• [What you are asked to do]: Gather each line of the records where "Result" appears.

• [Material shown]:

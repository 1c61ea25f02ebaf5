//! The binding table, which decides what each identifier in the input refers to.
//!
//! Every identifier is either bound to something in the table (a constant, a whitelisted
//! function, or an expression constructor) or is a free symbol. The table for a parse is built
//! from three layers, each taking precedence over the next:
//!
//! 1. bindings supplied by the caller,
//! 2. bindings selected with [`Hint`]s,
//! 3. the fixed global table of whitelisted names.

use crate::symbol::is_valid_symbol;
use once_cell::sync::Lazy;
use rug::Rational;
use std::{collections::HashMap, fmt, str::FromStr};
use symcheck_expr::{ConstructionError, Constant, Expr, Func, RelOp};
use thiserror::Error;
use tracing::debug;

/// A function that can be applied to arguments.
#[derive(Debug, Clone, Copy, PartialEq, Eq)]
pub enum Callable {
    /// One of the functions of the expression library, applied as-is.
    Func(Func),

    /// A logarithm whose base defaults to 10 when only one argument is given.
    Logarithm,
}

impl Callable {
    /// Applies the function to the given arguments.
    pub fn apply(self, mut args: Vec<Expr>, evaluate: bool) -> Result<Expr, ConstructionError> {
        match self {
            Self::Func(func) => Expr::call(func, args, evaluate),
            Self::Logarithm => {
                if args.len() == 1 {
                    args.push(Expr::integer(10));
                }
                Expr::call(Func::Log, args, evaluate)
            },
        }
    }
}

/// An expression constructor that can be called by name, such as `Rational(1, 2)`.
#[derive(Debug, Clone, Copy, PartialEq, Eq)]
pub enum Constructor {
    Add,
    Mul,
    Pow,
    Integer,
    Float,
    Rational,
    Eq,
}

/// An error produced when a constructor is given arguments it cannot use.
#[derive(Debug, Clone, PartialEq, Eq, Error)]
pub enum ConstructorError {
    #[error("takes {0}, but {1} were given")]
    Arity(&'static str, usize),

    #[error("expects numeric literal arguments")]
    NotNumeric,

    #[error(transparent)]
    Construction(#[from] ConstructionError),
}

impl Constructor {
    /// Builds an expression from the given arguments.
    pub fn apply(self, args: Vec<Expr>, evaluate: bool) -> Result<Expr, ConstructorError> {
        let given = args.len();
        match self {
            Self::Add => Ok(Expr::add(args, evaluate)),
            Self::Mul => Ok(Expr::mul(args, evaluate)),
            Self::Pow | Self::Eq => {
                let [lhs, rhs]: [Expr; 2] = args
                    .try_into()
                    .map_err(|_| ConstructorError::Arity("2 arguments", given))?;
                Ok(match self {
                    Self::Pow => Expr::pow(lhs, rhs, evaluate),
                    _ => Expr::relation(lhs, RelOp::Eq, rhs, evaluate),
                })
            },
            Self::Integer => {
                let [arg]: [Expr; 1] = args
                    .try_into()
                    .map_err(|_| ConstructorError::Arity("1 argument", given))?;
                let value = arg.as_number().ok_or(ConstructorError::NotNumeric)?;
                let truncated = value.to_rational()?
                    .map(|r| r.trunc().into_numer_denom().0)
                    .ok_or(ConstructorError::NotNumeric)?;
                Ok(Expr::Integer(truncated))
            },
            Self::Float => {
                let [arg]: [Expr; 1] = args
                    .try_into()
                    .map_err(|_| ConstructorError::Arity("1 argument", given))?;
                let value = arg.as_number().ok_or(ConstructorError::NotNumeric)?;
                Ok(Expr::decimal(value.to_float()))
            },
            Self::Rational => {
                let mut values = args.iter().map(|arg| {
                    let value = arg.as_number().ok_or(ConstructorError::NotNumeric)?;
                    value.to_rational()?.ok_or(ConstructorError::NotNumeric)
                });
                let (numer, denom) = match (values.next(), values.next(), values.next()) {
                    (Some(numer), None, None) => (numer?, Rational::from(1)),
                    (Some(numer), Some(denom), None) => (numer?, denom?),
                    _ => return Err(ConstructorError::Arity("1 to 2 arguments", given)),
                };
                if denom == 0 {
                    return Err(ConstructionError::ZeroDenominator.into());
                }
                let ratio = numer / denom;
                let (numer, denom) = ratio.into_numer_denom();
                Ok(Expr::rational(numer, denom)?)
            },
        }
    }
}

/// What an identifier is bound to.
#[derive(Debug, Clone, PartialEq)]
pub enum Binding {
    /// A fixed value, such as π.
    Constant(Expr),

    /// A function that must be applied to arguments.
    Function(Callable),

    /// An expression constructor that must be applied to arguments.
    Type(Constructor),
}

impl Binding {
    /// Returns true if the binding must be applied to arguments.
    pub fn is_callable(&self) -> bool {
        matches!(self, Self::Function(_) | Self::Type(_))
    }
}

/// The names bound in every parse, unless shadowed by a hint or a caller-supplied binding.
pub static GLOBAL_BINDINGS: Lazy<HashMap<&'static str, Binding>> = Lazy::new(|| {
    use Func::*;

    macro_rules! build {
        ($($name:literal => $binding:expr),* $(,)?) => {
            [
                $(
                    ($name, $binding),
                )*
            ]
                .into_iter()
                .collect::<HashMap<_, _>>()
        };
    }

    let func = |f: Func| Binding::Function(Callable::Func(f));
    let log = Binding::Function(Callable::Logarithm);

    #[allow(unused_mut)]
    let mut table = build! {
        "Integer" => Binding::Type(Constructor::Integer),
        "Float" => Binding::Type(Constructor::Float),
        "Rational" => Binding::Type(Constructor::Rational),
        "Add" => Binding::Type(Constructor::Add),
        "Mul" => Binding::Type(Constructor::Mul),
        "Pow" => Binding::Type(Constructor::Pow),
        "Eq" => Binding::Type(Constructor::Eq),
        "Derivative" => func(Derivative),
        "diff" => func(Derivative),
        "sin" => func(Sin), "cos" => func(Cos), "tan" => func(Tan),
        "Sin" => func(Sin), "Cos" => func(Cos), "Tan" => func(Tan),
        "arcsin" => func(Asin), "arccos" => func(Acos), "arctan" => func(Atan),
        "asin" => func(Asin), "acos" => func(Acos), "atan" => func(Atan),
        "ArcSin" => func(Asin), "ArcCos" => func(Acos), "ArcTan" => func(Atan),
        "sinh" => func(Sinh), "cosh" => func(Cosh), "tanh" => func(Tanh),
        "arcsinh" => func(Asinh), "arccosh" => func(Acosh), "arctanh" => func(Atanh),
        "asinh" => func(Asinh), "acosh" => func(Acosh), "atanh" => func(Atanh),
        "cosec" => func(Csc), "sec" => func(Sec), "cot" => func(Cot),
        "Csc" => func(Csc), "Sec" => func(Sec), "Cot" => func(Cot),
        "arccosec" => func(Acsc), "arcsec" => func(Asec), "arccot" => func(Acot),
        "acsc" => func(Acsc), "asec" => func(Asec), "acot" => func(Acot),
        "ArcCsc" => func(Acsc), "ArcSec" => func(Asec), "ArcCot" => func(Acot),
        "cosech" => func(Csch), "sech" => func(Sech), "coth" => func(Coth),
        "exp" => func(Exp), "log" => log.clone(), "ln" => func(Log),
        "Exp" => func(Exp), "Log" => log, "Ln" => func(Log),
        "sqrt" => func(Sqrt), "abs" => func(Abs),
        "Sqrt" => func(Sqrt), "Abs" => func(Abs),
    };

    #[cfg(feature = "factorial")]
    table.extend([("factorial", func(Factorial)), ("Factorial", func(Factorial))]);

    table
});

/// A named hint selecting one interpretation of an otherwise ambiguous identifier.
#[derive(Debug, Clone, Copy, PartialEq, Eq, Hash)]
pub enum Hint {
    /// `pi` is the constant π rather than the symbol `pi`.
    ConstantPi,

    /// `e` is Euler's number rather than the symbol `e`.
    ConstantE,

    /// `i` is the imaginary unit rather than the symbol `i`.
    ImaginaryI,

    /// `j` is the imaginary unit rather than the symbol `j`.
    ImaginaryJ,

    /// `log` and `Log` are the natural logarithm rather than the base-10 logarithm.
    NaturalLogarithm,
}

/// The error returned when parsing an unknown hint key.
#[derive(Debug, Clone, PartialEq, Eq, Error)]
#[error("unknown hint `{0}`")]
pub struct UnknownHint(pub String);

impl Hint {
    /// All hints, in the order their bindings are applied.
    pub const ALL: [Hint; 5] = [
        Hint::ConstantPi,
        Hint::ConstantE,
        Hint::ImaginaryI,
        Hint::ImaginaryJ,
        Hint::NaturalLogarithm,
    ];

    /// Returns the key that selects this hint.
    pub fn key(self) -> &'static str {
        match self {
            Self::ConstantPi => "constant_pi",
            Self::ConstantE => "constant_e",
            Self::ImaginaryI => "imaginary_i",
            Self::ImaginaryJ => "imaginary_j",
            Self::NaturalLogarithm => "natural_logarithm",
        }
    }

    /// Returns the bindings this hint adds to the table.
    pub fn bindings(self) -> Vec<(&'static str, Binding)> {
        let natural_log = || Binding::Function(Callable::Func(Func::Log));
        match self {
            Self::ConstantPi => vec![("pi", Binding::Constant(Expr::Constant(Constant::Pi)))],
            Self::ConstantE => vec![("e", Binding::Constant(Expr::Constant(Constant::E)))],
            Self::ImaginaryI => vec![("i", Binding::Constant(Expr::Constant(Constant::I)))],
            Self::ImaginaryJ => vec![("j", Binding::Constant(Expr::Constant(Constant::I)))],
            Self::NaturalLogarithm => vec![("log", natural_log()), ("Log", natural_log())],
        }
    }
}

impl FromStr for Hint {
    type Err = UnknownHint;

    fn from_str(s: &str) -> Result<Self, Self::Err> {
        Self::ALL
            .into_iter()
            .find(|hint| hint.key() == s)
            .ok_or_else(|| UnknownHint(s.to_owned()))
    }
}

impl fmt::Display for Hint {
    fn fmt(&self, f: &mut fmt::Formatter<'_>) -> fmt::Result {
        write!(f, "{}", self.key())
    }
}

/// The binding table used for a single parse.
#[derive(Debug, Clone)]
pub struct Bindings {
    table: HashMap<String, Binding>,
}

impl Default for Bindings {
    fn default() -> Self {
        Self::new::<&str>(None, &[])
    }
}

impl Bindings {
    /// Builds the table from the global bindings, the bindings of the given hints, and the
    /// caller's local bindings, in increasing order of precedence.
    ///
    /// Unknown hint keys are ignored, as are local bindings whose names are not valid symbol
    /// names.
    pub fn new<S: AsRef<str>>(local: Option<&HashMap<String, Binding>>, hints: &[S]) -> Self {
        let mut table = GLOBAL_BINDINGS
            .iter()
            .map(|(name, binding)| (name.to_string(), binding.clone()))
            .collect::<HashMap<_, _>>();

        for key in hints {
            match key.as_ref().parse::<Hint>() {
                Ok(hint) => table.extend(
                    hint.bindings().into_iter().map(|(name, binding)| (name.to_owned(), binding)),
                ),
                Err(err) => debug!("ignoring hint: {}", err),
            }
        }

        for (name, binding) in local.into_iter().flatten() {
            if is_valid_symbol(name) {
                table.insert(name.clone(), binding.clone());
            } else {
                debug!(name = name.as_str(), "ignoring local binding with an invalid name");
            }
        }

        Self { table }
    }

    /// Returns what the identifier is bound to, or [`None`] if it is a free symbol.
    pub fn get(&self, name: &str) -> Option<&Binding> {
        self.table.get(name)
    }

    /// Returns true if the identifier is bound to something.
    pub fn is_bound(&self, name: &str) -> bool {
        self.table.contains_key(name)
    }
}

• [Task output]:
    pub fn apply(self, mut args: Vec<Expr>, evaluate: bool) -> Result<Expr, ConstructionError> {
    pub fn apply(self, args: Vec<Expr>, evaluate: bool) -> Result<Expr, ConstructorError> {
    fn from_str(s: &str) -> Result<Self, Self::Err> {
    fn fmt(&self, f: &mut fmt::Formatter<'_>) -> fmt::Result {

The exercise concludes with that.